**Problem to work on**
Within the records below is a range that opens at the line with "Ok((response, controller_id)) =>" and closes at the line with "info.extend_from_slice(&accessory_ltpk);". Return that range word for word, both ends included, and only that range.

**Collected data entries**
-.-.-

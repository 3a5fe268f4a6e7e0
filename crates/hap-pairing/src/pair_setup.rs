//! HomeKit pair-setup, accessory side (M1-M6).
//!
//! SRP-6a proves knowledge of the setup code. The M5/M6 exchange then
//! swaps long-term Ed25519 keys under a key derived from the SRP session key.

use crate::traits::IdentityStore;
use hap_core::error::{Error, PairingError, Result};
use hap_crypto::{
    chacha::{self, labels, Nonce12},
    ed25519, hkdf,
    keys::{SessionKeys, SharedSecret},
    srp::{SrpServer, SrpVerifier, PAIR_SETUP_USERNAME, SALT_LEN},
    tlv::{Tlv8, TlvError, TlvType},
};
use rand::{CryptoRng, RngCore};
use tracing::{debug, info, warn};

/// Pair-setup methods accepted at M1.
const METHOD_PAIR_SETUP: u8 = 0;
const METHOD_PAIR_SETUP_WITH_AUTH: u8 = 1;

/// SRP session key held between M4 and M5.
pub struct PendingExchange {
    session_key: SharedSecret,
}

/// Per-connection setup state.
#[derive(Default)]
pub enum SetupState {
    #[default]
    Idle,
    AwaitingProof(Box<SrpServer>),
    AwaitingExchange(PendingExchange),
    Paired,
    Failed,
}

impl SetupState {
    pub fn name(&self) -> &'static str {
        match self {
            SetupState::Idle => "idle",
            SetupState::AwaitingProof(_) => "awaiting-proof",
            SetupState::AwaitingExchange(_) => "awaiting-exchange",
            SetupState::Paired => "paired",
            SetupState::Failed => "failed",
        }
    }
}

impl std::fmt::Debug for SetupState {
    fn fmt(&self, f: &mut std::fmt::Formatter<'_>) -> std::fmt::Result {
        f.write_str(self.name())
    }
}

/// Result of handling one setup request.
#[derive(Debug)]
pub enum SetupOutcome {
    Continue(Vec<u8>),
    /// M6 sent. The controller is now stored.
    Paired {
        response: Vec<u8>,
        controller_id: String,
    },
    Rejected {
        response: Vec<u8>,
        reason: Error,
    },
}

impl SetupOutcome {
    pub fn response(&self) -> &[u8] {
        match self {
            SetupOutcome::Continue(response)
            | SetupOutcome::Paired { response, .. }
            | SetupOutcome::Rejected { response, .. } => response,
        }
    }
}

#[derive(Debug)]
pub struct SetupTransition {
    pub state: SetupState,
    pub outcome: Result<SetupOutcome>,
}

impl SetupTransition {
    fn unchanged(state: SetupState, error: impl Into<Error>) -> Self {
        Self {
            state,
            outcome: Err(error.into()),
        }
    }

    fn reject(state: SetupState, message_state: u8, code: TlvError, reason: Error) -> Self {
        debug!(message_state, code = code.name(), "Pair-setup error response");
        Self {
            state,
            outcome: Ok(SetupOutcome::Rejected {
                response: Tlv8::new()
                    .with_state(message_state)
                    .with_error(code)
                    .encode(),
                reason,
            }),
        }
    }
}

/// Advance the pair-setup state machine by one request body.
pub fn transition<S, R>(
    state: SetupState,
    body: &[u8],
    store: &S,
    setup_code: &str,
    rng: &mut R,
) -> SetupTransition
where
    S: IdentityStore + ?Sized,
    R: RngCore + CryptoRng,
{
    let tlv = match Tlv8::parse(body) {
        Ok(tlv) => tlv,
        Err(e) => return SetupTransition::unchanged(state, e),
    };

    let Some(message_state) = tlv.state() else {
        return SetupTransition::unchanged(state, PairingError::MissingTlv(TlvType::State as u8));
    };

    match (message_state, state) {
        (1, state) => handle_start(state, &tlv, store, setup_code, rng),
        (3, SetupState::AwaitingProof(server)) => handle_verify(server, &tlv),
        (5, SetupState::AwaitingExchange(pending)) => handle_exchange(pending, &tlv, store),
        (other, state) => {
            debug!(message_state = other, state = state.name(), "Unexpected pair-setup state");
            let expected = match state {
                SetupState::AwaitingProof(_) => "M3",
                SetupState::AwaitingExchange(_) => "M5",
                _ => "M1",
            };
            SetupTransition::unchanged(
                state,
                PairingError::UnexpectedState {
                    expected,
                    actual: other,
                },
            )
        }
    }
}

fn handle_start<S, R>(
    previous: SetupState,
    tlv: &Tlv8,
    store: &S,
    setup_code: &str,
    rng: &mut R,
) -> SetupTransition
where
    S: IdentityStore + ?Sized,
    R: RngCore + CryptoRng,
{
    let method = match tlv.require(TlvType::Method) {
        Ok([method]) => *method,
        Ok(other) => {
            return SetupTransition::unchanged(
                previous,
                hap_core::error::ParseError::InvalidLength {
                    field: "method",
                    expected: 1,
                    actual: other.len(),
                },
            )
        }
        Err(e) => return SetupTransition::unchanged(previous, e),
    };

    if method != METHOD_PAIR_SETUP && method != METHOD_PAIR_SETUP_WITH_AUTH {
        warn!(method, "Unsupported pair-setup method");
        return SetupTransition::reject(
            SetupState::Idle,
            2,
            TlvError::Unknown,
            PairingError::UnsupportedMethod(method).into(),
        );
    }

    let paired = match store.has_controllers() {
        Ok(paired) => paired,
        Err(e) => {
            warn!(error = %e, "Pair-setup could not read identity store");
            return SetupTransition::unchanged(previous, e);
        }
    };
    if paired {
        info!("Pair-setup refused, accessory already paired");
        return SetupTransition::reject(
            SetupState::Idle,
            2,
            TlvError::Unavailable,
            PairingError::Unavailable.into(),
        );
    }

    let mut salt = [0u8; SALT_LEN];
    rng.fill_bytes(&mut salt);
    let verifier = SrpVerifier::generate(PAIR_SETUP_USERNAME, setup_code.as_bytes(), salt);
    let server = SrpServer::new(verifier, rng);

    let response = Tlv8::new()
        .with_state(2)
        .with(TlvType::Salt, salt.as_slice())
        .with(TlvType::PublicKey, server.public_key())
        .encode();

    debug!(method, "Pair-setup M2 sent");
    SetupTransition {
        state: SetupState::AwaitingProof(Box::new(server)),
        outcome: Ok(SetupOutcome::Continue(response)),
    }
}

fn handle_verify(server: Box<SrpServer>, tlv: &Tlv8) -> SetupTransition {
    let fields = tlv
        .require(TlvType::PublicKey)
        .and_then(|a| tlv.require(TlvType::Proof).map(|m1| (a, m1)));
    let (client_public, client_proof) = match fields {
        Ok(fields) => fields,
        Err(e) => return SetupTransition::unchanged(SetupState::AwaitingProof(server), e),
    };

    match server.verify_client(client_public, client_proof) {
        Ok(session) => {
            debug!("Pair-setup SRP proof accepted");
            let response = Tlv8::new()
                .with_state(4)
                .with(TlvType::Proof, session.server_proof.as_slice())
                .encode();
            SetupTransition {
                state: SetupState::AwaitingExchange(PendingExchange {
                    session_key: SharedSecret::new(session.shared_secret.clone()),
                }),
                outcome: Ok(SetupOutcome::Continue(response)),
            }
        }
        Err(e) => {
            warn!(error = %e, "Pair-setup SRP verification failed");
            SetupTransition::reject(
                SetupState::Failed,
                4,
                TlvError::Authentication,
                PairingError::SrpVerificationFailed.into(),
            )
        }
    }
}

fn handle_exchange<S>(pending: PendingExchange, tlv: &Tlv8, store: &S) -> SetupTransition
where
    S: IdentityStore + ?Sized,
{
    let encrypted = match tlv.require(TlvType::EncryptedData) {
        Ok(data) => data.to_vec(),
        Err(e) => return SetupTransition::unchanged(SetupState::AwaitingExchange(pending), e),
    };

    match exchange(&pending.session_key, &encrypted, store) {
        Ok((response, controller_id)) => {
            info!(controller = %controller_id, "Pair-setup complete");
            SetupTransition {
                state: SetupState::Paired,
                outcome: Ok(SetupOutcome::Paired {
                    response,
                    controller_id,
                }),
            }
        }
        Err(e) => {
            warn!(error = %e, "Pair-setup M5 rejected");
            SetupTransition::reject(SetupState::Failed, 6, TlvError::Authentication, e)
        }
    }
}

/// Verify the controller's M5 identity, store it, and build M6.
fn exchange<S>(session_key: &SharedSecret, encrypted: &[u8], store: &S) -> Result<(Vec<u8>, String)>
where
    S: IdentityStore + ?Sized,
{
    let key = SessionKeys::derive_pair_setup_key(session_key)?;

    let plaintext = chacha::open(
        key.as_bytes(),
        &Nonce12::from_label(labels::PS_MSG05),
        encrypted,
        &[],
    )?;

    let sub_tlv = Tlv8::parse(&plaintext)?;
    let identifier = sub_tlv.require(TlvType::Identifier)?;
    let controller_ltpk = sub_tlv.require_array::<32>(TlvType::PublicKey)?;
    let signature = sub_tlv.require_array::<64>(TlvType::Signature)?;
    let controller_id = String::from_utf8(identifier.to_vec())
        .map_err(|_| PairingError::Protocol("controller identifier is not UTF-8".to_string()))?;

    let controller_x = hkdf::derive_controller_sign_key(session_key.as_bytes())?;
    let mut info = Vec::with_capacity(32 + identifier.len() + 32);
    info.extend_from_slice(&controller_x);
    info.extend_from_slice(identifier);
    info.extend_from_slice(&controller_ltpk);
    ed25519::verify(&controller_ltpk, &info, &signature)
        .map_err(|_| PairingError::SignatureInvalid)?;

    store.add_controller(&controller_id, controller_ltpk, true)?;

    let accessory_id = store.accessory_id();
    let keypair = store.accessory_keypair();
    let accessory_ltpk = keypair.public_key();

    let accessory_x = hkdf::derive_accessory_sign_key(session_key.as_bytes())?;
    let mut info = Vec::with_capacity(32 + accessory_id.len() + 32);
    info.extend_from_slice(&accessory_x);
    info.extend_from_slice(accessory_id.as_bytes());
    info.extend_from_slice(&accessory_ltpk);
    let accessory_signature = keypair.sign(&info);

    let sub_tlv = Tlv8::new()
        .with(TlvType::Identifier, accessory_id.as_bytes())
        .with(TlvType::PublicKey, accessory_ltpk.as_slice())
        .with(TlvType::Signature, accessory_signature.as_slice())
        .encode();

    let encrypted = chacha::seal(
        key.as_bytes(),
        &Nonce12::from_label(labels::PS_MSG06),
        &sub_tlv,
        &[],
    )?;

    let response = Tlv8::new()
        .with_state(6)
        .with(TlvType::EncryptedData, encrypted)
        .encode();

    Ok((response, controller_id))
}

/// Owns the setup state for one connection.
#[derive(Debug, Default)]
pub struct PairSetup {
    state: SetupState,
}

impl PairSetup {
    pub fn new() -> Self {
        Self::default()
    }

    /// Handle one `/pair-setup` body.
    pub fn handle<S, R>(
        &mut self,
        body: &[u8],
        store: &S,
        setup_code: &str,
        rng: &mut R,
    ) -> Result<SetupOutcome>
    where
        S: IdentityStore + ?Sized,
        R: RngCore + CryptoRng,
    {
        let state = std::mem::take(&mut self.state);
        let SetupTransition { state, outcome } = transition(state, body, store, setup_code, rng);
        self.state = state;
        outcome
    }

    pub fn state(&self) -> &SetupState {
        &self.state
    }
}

-.-.-

**Task output**
        Ok((response, controller_id)) => {
            info!(controller = %controller_id, "Pair-setup complete");
            SetupTransition {
                state: SetupState::Paired,
                outcome: Ok(SetupOutcome::Paired {
                    response,
                    controller_id,
                }),
            }
        }
        Err(e) => {
            warn!(error = %e, "Pair-setup M5 rejected");
            SetupTransition::reject(SetupState::Failed, 6, TlvError::Authentication, e)
        }
    }
}

/// Verify the controller's M5 identity, store it, and build M6.
fn exchange<S>(session_key: &SharedSecret, encrypted: &[u8], store: &S) -> Result<(Vec<u8>, String)>
where
    S: IdentityStore + ?Sized,
{
    let key = SessionKeys::derive_pair_setup_key(session_key)?;

    let plaintext = chacha::open(
        key.as_bytes(),
        &Nonce12::from_label(labels::PS_MSG05),
        encrypted,
        &[],
    )?;

    let sub_tlv = Tlv8::parse(&plaintext)?;
    let identifier = sub_tlv.require(TlvType::Identifier)?;
    let controller_ltpk = sub_tlv.require_array::<32>(TlvType::PublicKey)?;
    let signature = sub_tlv.require_array::<64>(TlvType::Signature)?;
    let controller_id = String::from_utf8(identifier.to_vec())
        .map_err(|_| PairingError::Protocol("controller identifier is not UTF-8".to_string()))?;

    let controller_x = hkdf::derive_controller_sign_key(session_key.as_bytes())?;
    let mut info = Vec::with_capacity(32 + identifier.len() + 32);
    info.extend_from_slice(&controller_x);
    info.extend_from_slice(identifier);
    info.extend_from_slice(&controller_ltpk);
    ed25519::verify(&controller_ltpk, &info, &signature)
        .map_err(|_| PairingError::SignatureInvalid)?;

    store.add_controller(&controller_id, controller_ltpk, true)?;

    let accessory_id = store.accessory_id();
    let keypair = store.accessory_keypair();
    let accessory_ltpk = keypair.public_key();

    let accessory_x = hkdf::derive_accessory_sign_key(session_key.as_bytes())?;
    let mut info = Vec::with_capacity(32 + accessory_id.len() + 32);
    info.extend_from_slice(&accessory_x);
    info.extend_from_slice(accessory_id.as_bytes());
    info.extend_from_slice(&accessory_ltpk);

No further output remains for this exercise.